When skin comes into contact with a specific irritant, it can cause a red, chapped-looking rash. Typical causes include latex or rubber in nipples and pacifiers, nickel in snaps, uncovered metal bars on strollers, laundry detergents, cleansers, and skin-care products. If the rash doesn't diminish with an over-the-counter product like A+D ointment, it's itchy and uncomfortable and perhaps spreading, and it's accompanied by a fever, talk to your doctor.
Allergies can emerge anytime between infancy and adolescence, but you can reduce or delay your child's risk by lessening your child's exposure to common triggers of respiratory allergies. And you can help relieve his symptoms a number of ways.
Dust mites: These microscopic, spider-like creatures hide in and on upholstered furniture, carpets, mattresses, pillows, blankets, and stuffed animals. To keep the dust under control, wipe surfaces with a damp cloth, wet-mop floors, and vacuum at least once a week. If you have a baby, wash the crib sheets weekly for at least 10 minutes in hot water, then dry them at the highest heat setting. You should also wash stuffed animals weekly in hot water, or seal them in a plastic bag and put them in the freezer overnight.
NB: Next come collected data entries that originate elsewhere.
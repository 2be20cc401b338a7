//! Application configuration loaded from environment variables.
//!
//! Everything is read once at startup; handlers only ever see the cached
//! `Config` inside `AppState`.

use std::env;

/// Application configuration, loaded once at startup.
#[derive(Debug, Clone)]
pub struct Config {
    /// Frontend URL allowed by CORS
    pub frontend_url: String,
    /// GCP project ID for Firestore
    pub gcp_project_id: String,
    /// Server port
    pub port: u16,
    /// JWT signing key for session tokens (raw bytes)
    pub jwt_signing_key: Vec<u8>,
    /// Root directory for served/uploaded files (avatars live under
    /// `<upload_root>/uploads/avatars`)
    pub upload_root: String,
}

impl Config {
    /// Load configuration from environment variables.
    pub fn from_env() -> Result<Self, ConfigError> {
        dotenvy::dotenv().ok(); // Load .env file if present

        Ok(Self {
            frontend_url: env::var("FRONTEND_URL")
                .unwrap_or_else(|_| "http://localhost:3000".to_string()),
            gcp_project_id: env::var("GCP_PROJECT_ID").unwrap_or_else(|_| "local-dev".to_string()),
            port: env::var("PORT")
                .unwrap_or_else(|_| "8080".to_string())
                .parse()
                .unwrap_or(8080),
            jwt_signing_key: env::var("JWT_SIGNING_KEY")
                .map_err(|_| ConfigError::Missing("JWT_SIGNING_KEY"))?
                .into_bytes(),
            upload_root: env::var("UPLOAD_ROOT").unwrap_or_else(|_| "public".to_string()),
        })
    }

    /// Default config for testing only.
    pub fn test_default() -> Self {
        Self {
            frontend_url: "http://localhost:3000".to_string(),
            gcp_project_id: "test-project".to_string(),
            port: 8080,
            jwt_signing_key: b"test_jwt_key_32_bytes_minimum!!".to_vec(),
            upload_root: std::env::temp_dir()
                .join("courtside-test-uploads")
                .to_string_lossy()
                .into_owned(),
        }
    }
}

/// Configuration errors
#[derive(Debug, thiserror::Error)]
pub enum ConfigError {
    #[error("Missing required environment variable: {0}")]
    Missing(&'static str),
}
Mold: For kids with asthma, mold can worsen symptoms; in others, it can cause wheezing, coughing, and nasal congestion. To keep mold at bay, use exhaust fans in the bathrooms to remove the moist air and put a portable dehumidifier in your basement if it's damp; repair any water leaks as soon as they happen and dry any visible water immediately; if you smell a musty odor, you've got mold, so get rid of the damaged carpet, rug, or furniture; scrub the mold you see with a bleach-and-water solution or a commercial mold remover.
Pet dander: Cats and dogs are among the most frequent causes of allergies, so if you have a family history of allergies, delay adopting a pet until you find out if your child is allergic, too. If you already have one, it's wise to groom and bathe it frequently and keep it out of your infant's bedroom or play areas. However, there is some evidence that suggests that having two cats or dogs (or one of each) reduces the risk of babies developing allergies later in childhood, so don't be too quick to get rid of your pets.
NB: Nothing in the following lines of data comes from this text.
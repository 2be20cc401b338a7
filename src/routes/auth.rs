// SPDX-License-Identifier: MIT
// Copyright 2026 Courtside Developers

//! Account registration, login, and password-reset routes.

use axum::{
    extract::State,
    http::StatusCode,
    routing::{get, post, put},
    Extension, Json, Router,
};
use serde::{Deserialize, Serialize};
use sha2::{Digest, Sha256};
use std::sync::Arc;
use uuid::Uuid;
use validator::Validate;

use crate::error::{AppError, Result};
use crate::middleware::auth::AuthUser;
use crate::models::User;
use crate::routes::users::UserResponse;
use crate::services::credentials::{create_jwt, hash_password, verify_password};
use crate::time_utils::{format_utc_rfc3339, now_rfc3339};
use crate::AppState;

/// How long a password-reset token stays valid, in hours.
const RESET_TOKEN_TTL_HOURS: i64 = 1;

/// Public auth routes (no session required).
pub fn routes() -> Router<Arc<AppState>> {
    Router::new()
        .route("/auth/register", post(register))
        .route("/auth/login", post(login))
        .route("/auth/forgotpassword", post(forgot_password))
        .route("/auth/resetpassword", put(reset_password))
}

/// Auth routes that require a session (mounted behind `require_auth`).
pub fn protected_routes() -> Router<Arc<AppState>> {
    Router::new().route("/auth/me", get(get_me))
}

/// Session token plus the profile it belongs to.
#[derive(Serialize)]
pub struct AuthResponse {
    pub token: String,
    pub user: UserResponse,
}

// ─── Registration ────────────────────────────────────────────

#[derive(Deserialize, Validate)]
pub struct RegisterRequest {
    #[validate(length(min = 1, max = 100, message = "Name is required"))]
    name: String,
    #[validate(email(message = "A valid email is required"))]
    email: String,
    #[validate(length(min = 8, message = "Password must be at least 8 characters"))]
    password: String,
}

/// Create a new account and start a session.
async fn register(
    State(state): State<Arc<AppState>>,
    Json(payload): Json<RegisterRequest>,
) -> Result<(StatusCode, Json<AuthResponse>)> {
    payload
        .validate()
        .map_err(|e| AppError::BadRequest(e.to_string()))?;

    let email = payload.email.trim().to_lowercase();

    if state.db.get_user_by_email(&email).await?.is_some() {
        return Err(AppError::BadRequest("Email already registered".to_string()));
    }

    let user = User {
        id: Uuid::new_v4().to_string(),
        name: payload.name.trim().to_string(),
        email,
        phone: None,
        address: None,
        avatar: None,
        sport_preferences: vec![],
        role: "user".to_string(),
        favorites: vec![],
        created_at: now_rfc3339(),
        password_hash: hash_password(&payload.password)?,
        reset_token_hash: None,
        reset_token_expires_at: None,
    };

    state.db.upsert_user(&user).await?;

    tracing::info!(user_id = %user.id, "User registered");

    let token = create_jwt(&user.id, &state.config.jwt_signing_key)
        .map_err(|e| AppError::Internal(anyhow::anyhow!("JWT creation failed: {}", e)))?;

    Ok((
        StatusCode::CREATED,
        Json(AuthResponse {
            token,
            user: UserResponse::from_user(&user),
        }),
    ))
}

// ─── Login ───────────────────────────────────────────────────

#[derive(Deserialize)]
pub struct LoginRequest {
    email: String,
    password: String,
}

/// Exchange credentials for a session token.
///
/// An unknown email and a wrong password produce the same response, so
/// login cannot be used to probe which emails have accounts.
async fn login(
    State(state): State<Arc<AppState>>,
    Json(payload): Json<LoginRequest>,
) -> Result<Json<AuthResponse>> {
    let email = payload.email.trim().to_lowercase();

    let user = state
        .db
        .get_user_by_email(&email)
        .await?
        .ok_or(AppError::Unauthorized)?;

    if !verify_password(&payload.password, &user.password_hash)? {
        tracing::debug!(user_id = %user.id, "Login rejected: wrong password");
        return Err(AppError::Unauthorized);
    }

    tracing::info!(user_id = %user.id, "User logged in");

    let token = create_jwt(&user.id, &state.config.jwt_signing_key)
        .map_err(|e| AppError::Internal(anyhow::anyhow!("JWT creation failed: {}", e)))?;

    Ok(Json(AuthResponse {
        token,
        user: UserResponse::from_user(&user),
    }))
}

// ─── Current User ────────────────────────────────────────────

/// Get the profile behind the current session.
async fn get_me(
    State(state): State<Arc<AppState>>,
    Extension(user): Extension<AuthUser>,
) -> Result<Json<UserResponse>> {
    let profile = state
        .db
        .get_user(&user.user_id)
        .await?
        .ok_or_else(|| AppError::NotFound(format!("User {} not found", user.user_id)))?;

    Ok(Json(UserResponse::from_user(&profile)))
}

// ─── Password Reset ──────────────────────────────────────────

#[derive(Deserialize)]
pub struct ForgotPasswordRequest {
    email: String,
}

#[derive(Serialize)]
pub struct MessageResponse {
    pub message: String,
}

/// Begin a password reset.
///
/// Always answers with the same message; whether the account exists is
/// never revealed. Delivery of the token (email) is an external
/// collaborator's job — this handler only records its digest.
async fn forgot_password(
    State(state): State<Arc<AppState>>,
    Json(payload): Json<ForgotPasswordRequest>,
) -> Result<Json<MessageResponse>> {
    let email = payload.email.trim().to_lowercase();

    if let Some(mut user) = state.db.get_user_by_email(&email).await? {
        let token = Uuid::new_v4().to_string();
        let expires_at = chrono::Utc::now() + chrono::Duration::hours(RESET_TOKEN_TTL_HOURS);

        user.reset_token_hash = Some(digest_reset_token(&token));
        user.reset_token_expires_at = Some(format_utc_rfc3339(expires_at));
        state.db.upsert_user(&user).await?;

        tracing::info!(user_id = %user.id, "Password reset token issued");
    } else {
        tracing::debug!("Password reset requested for unknown email");
    }

    Ok(Json(MessageResponse {
        message: "If that account exists, a reset link has been sent".to_string(),
    }))
}

#[derive(Deserialize, Validate)]
pub struct ResetPasswordRequest {
    token: String,
    #[validate(length(min = 8, message = "Password must be at least 8 characters"))]
    password: String,
}

/// Complete a password reset with a previously issued token.
async fn reset_password(
    State(state): State<Arc<AppState>>,
    Json(payload): Json<ResetPasswordRequest>,
) -> Result<Json<MessageResponse>> {
    payload
        .validate()
        .map_err(|e| AppError::BadRequest(e.to_string()))?;

    let mut user = state
        .db
        .get_user_by_reset_token(&digest_reset_token(&payload.token))
        .await?
        .ok_or(AppError::InvalidToken)?;

    let still_valid = user
        .reset_token_expires_at
        .as_deref()
        .and_then(|raw| chrono::DateTime::parse_from_rfc3339(raw).ok())
        .is_some_and(|expires| chrono::Utc::now() < expires);

    if !still_valid {
        tracing::debug!(user_id = %user.id, "Expired reset token presented");
        return Err(AppError::InvalidToken);
    }

    user.password_hash = hash_password(&payload.password)?;
    user.reset_token_hash = None;
    user.reset_token_expires_at = None;
    state.db.upsert_user(&user).await?;

    tracing::info!(user_id = %user.id, "Password reset completed");

    Ok(Json(MessageResponse {
        message: "Password has been reset".to_string(),
    }))
}

/// SHA-256 digest of a reset token; only the digest is stored.
fn digest_reset_token(token: &str) -> String {
    hex::encode(Sha256::digest(token.as_bytes()))
}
Pollen: If your child is 4 or older and she sniffles, sneezes, or coughs through the first weeks of spring, she may have hay fever, which is commonly triggered by pollen from trees and grass. If this is the case, try to reduce her exposure by...
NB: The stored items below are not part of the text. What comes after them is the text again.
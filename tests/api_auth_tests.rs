// SPDX-License-Identifier: MIT
// Copyright 2026 Courtside Developers

//! API authentication and CORS tests.
//!
//! These tests verify that:
//! 1. Protected routes reject requests without valid tokens
//! 2. Protected routes accept requests with valid tokens
//! 3. CORS preflight requests return correct headers

use axum::{
    body::Body,
    http::{header, Request, StatusCode},
};
use tower::ServiceExt;

mod common;

#[tokio::test]
async fn test_protected_route_without_token() {
    let (app, _) = common::create_test_app();

    let response = app
        .oneshot(
            Request::builder()
                .method("GET")
                .uri("/profile")
                .body(Body::empty())
                .unwrap(),
        )
        .await
        .unwrap();

    // Should return 401 Unauthorized without token
    assert_eq!(response.status(), StatusCode::UNAUTHORIZED);
}

#[tokio::test]
async fn test_protected_route_with_invalid_token() {
    let (app, _) = common::create_test_app();

    let response = app
        .oneshot(
            Request::builder()
                .method("GET")
                .uri("/profile")
                .header(header::AUTHORIZATION, "Bearer invalid.token.here")
                .body(Body::empty())
                .unwrap(),
        )
        .await
        .unwrap();

    // Should return 401 Unauthorized with invalid token
    assert_eq!(response.status(), StatusCode::UNAUTHORIZED);
}

#[tokio::test]
async fn test_protected_route_with_valid_token() {
    let (app, state) = common::create_test_app();
    let token = common::create_test_jwt("user-123", &state.config.jwt_signing_key);

    let response = app
        .oneshot(
            Request::builder()
                .method("GET")
                .uri("/profile")
                .header(header::AUTHORIZATION, format!("Bearer {}", token))
                .body(Body::empty())
                .unwrap(),
        )
        .await
        .unwrap();

    // With valid token: 200 if Firestore available, 500 with the offline
    // mock. The key check is that we DON'T get 401 (authentication passed).
    let status = response.status();
    assert!(
        status == StatusCode::OK || status == StatusCode::INTERNAL_SERVER_ERROR,
        "Expected 200 or 500, got {}. Auth should pass, Firestore may fail offline.",
        status
    );
}

#[tokio::test]
async fn test_bookings_requires_auth() {
    let (app, _) = common::create_test_app();

    let response = app
        .oneshot(
            Request::builder()
                .method("GET")
                .uri("/bookings")
                .body(Body::empty())
                .unwrap(),
        )
        .await
        .unwrap();

    assert_eq!(response.status(), StatusCode::UNAUTHORIZED);
}

#[tokio::test]
async fn test_me_requires_auth() {
    let (app, _) = common::create_test_app();

    let response = app
        .oneshot(
            Request::builder()
                .method("GET")
                .uri("/auth/me")
                .body(Body::empty())
                .unwrap(),
        )
        .await
        .unwrap();

    assert_eq!(response.status(), StatusCode::UNAUTHORIZED);
}

#[tokio::test]
async fn test_cors_preflight() {
    let (app, _) = common::create_test_app();

    let response = app
        .oneshot(
            Request::builder()
                .method("OPTIONS")
                .uri("/profile")
                .header(header::ORIGIN, "http://localhost:3000")
                .header(header::ACCESS_CONTROL_REQUEST_METHOD, "GET")
                .body(Body::empty())
                .unwrap(),
        )
        .await
        .unwrap();

    // OPTIONS should return 200 (CORS preflight success)
    assert_eq!(response.status(), StatusCode::OK);

    // Should have CORS headers
    assert!(response
        .headers()
        .contains_key(header::ACCESS_CONTROL_ALLOW_ORIGIN));
    assert!(response
        .headers()
        .contains_key(header::ACCESS_CONTROL_ALLOW_METHODS));
}

#[tokio::test]
async fn test_public_route_no_auth_required() {
    let (app, _) = common::create_test_app();

    let response = app
        .oneshot(
            Request::builder()
                .method("GET")
                .uri("/health")
                .body(Body::empty())
                .unwrap(),
        )
        .await
        .unwrap();

    // Health should be accessible without auth
    assert_eq!(response.status(), StatusCode::OK);
}

#[tokio::test]
async fn test_login_is_public() {
    let (app, _) = common::create_test_app();

    let response = app
        .oneshot(
            Request::builder()
                .method("POST")
                .uri("/auth/login")
                .header(header::CONTENT_TYPE, "application/json")
                .body(Body::from(
                    r#"{"email":"someone@example.com","password":"whatever1"}"#,
                ))
                .unwrap(),
        )
        .await
        .unwrap();

    // No auth middleware in the way: the offline mock db fails the email
    // lookup with 500 rather than the middleware's 401.
    assert_eq!(response.status(), StatusCode::INTERNAL_SERVER_ERROR);
}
* Limiting outdoor play between 10 a.m. and 5 p.m., when tree pollen peaks, and spending more time outdoors after a spring shower or on cloudy, still days.
* Changing her clothes and washing her hair after she's been outside playing.
* Closing the windows and doors and turning on the fan setting of your air conditioner, which will act as an air purifier. (Just be sure to clean the air filters every week or two.)
Treating respiratory allergy symptoms:
* Try over-the-counter antihistamines to block the sniffles, or saline nasal sprays or drops. (Avoid decongestant nasal sprays -- long-term use can irritate the inside of the nose.)
* If these aren't enough, ask your pediatrician to prescribe a stronger, non-sedating antihistamine such as Zyrtec or Allegra.
* If your child is over 6, he could be a candidate for allergy shots. Or ask your doctor about new allergy drops, which are safe enough for kids as young as 2.
The symptoms of allergies and colds -- runny nose, congestion, cough -- are so similar it can be hard to tell which is which. Here's how to distinguish between the two:
* If your child is under 3, an allergy is unlikely: He hasn't been around triggers long enough to develop one.
* If symptoms last less than two weeks, it's probably a cold.
* If your child's mucus is thin and clear, it's probably an allergy; thick, yellow mucus is the hallmark of a cold.
* If your child's eyes, nose, and throat itch, it's probably an allergy.
Though allergies are on the rise, there are things you can do to minimize your child's risk of developing them. For children under 1, breastfeeding will protect a baby from respiratory allergies like hay fever. For older kids, trying your best to keep allergens at bay will help minimize their risk or at least reduce their symptoms.